[Saved data entries]
++++

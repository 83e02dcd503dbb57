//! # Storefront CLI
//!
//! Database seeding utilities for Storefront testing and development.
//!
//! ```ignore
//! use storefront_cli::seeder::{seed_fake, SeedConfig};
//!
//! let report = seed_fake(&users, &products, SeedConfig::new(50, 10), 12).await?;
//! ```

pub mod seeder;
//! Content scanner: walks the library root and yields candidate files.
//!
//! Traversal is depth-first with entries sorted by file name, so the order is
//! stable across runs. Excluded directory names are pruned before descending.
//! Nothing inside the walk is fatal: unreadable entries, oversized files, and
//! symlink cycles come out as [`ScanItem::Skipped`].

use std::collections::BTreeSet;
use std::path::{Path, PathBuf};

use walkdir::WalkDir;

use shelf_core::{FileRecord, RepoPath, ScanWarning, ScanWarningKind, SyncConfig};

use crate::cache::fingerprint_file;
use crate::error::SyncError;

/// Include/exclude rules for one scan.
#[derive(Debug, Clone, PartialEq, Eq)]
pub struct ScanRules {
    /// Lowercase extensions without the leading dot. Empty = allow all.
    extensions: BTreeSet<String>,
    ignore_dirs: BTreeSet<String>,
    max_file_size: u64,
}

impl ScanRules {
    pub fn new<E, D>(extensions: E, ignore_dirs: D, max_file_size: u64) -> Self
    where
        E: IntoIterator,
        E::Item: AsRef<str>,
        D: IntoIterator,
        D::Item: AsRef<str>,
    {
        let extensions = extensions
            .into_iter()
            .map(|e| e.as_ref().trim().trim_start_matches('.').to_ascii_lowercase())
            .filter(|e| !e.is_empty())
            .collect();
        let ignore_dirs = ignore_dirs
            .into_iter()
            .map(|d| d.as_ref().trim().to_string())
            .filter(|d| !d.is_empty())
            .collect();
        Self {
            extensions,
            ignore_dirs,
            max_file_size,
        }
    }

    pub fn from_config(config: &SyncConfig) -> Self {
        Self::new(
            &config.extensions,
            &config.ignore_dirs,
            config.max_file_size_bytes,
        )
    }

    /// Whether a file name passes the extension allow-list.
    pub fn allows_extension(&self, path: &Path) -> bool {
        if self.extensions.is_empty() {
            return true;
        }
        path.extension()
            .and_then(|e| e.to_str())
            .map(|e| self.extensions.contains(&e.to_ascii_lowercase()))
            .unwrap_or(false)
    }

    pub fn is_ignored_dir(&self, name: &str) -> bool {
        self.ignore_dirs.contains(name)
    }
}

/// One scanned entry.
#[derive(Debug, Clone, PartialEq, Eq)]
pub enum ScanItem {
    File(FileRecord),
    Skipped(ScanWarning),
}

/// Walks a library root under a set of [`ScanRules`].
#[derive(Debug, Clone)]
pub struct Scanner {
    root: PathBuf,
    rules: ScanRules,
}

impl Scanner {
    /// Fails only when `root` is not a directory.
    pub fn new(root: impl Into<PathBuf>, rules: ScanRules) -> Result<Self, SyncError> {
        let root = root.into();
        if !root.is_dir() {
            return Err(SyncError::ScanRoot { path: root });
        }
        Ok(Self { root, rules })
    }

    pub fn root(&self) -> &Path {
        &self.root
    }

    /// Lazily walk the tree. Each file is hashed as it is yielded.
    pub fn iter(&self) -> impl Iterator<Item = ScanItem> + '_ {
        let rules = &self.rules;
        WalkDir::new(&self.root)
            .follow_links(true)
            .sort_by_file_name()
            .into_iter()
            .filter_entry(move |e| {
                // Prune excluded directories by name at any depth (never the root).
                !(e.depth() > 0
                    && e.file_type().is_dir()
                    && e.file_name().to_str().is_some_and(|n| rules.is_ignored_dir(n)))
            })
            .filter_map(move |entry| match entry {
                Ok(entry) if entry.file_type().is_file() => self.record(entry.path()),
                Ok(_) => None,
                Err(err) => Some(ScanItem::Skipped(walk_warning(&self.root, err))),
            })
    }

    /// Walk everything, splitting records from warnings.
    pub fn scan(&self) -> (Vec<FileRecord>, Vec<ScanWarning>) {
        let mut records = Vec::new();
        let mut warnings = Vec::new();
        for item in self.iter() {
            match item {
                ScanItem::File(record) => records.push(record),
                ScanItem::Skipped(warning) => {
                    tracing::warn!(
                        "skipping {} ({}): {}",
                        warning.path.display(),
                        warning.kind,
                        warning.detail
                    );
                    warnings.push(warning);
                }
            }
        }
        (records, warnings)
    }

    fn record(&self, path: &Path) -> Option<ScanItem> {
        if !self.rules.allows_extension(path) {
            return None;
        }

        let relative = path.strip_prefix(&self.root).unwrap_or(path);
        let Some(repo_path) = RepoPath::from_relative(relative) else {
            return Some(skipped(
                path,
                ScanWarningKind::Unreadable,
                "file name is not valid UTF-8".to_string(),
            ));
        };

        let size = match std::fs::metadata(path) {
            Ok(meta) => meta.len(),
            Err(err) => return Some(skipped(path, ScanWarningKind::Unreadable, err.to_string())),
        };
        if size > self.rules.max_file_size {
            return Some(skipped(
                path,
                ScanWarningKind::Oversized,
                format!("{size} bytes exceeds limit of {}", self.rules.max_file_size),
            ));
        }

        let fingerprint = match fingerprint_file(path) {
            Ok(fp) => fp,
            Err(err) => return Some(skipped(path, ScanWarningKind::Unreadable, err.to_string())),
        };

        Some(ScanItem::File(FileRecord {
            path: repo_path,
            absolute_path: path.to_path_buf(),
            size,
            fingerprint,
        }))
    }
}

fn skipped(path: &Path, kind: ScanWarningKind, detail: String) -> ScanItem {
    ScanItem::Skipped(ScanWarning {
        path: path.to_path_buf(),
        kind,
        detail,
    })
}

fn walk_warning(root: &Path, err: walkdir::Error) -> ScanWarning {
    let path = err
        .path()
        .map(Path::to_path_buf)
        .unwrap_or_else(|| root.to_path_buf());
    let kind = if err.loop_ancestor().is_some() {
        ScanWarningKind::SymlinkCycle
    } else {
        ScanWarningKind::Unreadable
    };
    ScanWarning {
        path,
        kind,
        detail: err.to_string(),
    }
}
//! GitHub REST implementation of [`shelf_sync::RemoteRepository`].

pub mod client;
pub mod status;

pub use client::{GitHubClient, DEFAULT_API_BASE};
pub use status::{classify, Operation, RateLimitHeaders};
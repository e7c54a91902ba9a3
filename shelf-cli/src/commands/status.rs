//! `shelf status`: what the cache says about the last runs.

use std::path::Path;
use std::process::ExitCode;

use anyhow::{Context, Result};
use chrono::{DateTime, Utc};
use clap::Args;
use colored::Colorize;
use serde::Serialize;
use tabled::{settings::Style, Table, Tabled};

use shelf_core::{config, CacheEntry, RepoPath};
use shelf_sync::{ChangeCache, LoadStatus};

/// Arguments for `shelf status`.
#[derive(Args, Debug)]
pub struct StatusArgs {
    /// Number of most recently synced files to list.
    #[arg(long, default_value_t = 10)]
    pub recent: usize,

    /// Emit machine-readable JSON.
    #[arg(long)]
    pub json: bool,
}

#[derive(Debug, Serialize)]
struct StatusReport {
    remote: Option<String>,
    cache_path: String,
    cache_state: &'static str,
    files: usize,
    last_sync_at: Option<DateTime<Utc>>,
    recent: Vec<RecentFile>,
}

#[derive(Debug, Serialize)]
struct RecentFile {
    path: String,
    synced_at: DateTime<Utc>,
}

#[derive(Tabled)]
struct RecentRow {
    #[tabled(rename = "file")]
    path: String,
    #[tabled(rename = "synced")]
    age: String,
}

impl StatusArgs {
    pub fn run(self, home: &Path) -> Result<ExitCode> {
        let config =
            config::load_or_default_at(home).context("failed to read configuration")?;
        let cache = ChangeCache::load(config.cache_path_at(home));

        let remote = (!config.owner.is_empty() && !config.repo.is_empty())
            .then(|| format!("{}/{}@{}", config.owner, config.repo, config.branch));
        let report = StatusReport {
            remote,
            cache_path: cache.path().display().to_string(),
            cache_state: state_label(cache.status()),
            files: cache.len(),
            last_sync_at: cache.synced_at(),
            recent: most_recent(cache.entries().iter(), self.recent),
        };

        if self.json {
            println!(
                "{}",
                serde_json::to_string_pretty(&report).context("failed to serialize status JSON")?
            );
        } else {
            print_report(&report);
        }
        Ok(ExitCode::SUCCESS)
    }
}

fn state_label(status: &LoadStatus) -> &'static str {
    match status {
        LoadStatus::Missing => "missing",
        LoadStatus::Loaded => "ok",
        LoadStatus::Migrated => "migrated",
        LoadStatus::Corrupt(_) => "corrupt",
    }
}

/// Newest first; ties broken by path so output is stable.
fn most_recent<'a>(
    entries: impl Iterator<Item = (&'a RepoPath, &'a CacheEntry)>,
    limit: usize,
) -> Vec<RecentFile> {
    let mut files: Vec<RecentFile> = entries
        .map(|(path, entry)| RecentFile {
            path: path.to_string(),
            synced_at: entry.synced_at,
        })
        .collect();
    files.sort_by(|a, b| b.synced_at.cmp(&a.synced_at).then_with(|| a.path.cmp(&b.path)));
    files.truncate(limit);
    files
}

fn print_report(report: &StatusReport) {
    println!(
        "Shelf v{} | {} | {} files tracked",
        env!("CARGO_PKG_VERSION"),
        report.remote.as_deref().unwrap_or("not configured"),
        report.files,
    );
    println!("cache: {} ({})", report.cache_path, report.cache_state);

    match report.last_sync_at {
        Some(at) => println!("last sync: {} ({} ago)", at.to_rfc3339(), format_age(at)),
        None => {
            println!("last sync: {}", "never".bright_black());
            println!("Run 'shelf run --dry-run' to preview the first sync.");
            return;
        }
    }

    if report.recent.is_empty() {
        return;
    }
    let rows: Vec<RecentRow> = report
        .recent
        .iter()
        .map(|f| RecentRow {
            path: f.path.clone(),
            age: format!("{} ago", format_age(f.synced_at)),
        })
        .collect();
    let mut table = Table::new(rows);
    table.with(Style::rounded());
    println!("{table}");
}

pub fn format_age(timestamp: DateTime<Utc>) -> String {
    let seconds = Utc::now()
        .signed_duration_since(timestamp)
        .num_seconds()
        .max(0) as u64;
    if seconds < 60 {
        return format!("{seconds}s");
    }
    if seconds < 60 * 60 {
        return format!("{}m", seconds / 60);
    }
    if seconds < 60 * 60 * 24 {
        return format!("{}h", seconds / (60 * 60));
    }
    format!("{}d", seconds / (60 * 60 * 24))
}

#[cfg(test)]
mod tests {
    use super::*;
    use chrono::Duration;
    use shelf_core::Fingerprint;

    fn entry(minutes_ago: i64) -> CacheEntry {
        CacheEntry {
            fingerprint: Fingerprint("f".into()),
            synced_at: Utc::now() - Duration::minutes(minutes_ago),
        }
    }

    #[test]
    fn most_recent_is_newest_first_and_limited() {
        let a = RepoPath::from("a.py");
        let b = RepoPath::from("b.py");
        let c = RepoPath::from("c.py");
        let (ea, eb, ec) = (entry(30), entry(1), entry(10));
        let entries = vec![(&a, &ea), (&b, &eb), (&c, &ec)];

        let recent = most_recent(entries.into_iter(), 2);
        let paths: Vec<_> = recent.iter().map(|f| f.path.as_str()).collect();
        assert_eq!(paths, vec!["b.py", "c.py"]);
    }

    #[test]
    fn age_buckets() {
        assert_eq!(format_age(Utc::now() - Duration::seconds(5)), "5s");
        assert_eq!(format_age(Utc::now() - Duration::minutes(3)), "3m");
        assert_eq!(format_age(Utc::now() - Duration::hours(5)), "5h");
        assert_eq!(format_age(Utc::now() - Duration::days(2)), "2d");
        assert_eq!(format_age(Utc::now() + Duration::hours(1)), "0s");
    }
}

++++

▶ [PROBLEM TO WORK ON]:
Of all the entries above, retype exactly the lines from the line with "entries: impl Iterator<Item" to the line with "let seconds = Utc::now()", both included, and no others.

▶ [SOLVED PROBLEM]:
    entries: impl Iterator<Item = (&'a RepoPath, &'a CacheEntry)>,
    limit: usize,
) -> Vec<RecentFile> {
    let mut files: Vec<RecentFile> = entries
        .map(|(path, entry)| RecentFile {
            path: path.to_string(),
            synced_at: entry.synced_at,
        })
        .collect();
    files.sort_by(|a, b| b.synced_at.cmp(&a.synced_at).then_with(|| a.path.cmp(&b.path)));
    files.truncate(limit);
    files
}

fn print_report(report: &StatusReport) {
    println!(
        "Shelf v{} | {} | {} files tracked",
        env!("CARGO_PKG_VERSION"),
        report.remote.as_deref().unwrap_or("not configured"),
        report.files,
    );
    println!("cache: {} ({})", report.cache_path, report.cache_state);

    match report.last_sync_at {
        Some(at) => println!("last sync: {} ({} ago)", at.to_rfc3339(), format_age(at)),
        None => {
            println!("last sync: {}", "never".bright_black());
            println!("Run 'shelf run --dry-run' to preview the first sync.");
            return;
        }
    }

    if report.recent.is_empty() {
        return;
    }
    let rows: Vec<RecentRow> = report
        .recent
        .iter()
        .map(|f| RecentRow {
            path: f.path.clone(),
            age: format!("{} ago", format_age(f.synced_at)),
        })
        .collect();
    let mut table = Table::new(rows);
    table.with(Style::rounded());
    println!("{table}");
}

pub fn format_age(timestamp: DateTime<Utc>) -> String {
    let seconds = Utc::now()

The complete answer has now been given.